▶ [Exercise aim] Go through the following data and transcribe exactly the stretch of lines from the one holding "filename demos/soil_demo/config.rs" to the one holding "Env var (prefix", both included.
(Beginning of Provided records)
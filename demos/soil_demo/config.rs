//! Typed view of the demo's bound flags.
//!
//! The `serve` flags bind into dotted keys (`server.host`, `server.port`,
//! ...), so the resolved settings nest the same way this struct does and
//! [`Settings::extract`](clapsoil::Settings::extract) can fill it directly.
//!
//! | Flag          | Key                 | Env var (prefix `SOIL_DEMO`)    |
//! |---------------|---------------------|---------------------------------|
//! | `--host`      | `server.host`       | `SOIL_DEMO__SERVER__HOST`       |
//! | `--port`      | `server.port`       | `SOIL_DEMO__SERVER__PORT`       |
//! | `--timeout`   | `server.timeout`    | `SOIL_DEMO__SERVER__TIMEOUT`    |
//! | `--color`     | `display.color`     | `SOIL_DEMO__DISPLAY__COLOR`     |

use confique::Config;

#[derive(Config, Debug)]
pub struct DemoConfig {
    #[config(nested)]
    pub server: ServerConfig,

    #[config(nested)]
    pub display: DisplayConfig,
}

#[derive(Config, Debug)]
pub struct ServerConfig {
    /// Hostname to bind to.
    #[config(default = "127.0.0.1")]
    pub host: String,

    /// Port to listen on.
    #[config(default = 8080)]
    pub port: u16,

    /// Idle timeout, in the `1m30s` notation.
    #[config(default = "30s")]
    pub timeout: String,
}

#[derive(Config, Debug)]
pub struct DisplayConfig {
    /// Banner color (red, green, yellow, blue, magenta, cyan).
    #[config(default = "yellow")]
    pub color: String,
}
(End of Provided records)
(Beginning of Provided records)
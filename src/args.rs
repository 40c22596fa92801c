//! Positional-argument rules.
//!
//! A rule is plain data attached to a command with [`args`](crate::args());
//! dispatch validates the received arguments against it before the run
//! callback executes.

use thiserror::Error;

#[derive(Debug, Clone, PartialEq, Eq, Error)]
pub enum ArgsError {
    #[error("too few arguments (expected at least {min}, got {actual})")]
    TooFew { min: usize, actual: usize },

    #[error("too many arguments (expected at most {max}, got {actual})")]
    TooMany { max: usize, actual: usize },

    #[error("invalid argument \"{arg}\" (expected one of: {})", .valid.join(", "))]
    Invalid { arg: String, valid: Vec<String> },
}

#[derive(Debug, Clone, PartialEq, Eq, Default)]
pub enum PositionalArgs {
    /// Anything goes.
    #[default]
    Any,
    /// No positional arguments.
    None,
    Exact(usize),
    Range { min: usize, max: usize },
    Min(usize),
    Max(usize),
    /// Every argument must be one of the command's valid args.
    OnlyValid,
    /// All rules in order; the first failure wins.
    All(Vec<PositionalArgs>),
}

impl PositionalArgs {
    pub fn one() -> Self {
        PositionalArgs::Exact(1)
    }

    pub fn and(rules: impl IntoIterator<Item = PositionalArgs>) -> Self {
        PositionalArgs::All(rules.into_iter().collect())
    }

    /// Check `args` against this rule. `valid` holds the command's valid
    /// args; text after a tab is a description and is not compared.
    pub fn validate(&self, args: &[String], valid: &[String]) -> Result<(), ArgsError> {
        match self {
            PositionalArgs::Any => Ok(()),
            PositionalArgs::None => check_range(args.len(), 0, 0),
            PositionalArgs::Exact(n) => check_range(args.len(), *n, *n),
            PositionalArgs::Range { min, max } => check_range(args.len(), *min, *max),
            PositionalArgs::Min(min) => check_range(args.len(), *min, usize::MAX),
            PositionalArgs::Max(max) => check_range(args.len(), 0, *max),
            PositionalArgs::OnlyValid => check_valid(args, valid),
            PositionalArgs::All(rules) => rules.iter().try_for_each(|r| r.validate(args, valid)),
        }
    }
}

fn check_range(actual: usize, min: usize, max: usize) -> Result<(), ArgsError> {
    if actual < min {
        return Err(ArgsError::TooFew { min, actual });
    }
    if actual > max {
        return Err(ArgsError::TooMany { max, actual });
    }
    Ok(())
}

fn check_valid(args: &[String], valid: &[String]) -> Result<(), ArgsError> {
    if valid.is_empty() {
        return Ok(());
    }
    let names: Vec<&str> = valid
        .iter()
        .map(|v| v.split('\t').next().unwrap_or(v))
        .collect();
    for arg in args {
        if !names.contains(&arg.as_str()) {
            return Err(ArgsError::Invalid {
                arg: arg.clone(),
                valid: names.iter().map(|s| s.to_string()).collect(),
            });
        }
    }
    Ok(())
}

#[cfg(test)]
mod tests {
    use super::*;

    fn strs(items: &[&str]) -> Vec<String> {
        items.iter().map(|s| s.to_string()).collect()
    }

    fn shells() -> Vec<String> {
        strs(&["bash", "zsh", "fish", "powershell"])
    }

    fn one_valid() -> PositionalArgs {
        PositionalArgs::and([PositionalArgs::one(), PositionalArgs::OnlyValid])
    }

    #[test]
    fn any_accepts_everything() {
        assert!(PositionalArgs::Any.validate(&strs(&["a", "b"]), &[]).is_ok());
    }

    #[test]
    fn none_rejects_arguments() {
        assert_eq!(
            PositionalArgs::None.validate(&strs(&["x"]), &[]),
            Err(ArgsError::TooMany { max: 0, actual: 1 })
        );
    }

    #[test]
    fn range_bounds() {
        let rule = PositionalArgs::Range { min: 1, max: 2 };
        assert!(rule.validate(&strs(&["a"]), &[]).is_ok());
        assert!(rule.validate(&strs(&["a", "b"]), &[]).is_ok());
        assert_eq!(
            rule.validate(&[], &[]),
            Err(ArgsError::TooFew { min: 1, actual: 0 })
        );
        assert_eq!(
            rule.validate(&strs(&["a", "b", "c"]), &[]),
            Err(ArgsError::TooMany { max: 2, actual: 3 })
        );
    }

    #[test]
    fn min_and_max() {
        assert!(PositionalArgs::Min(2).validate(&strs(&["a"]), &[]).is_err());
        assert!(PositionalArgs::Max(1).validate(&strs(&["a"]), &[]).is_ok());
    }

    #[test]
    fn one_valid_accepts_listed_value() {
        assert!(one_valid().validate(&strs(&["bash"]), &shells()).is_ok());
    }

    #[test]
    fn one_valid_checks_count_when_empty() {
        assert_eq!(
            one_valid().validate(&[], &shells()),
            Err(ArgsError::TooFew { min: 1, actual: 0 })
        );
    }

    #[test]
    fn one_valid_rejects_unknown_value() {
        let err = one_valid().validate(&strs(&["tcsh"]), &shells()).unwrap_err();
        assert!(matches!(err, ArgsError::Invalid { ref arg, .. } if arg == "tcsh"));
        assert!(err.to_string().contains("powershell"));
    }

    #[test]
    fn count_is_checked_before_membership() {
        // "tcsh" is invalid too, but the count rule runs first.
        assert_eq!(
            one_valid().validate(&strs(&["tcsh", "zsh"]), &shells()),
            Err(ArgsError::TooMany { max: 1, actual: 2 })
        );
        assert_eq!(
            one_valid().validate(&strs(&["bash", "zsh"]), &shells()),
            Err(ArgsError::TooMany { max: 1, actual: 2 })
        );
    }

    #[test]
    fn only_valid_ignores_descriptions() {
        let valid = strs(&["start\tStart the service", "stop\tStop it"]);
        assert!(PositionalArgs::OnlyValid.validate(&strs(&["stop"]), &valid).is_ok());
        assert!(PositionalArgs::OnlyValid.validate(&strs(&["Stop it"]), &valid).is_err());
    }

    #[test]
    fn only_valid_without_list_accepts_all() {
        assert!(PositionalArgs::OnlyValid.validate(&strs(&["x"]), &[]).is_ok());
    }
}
(End of Provided records)
▶ [Result of the task]
filename demos/soil_demo/config.rs
//! Typed view of the demo's bound flags.
//!
//! The `serve` flags bind into dotted keys (`server.host`, `server.port`,
//! ...), so the resolved settings nest the same way this struct does and
//! [`Settings::extract`](clapsoil::Settings::extract) can fill it directly.
//!
//! | Flag          | Key                 | Env var (prefix `SOIL_DEMO`)    |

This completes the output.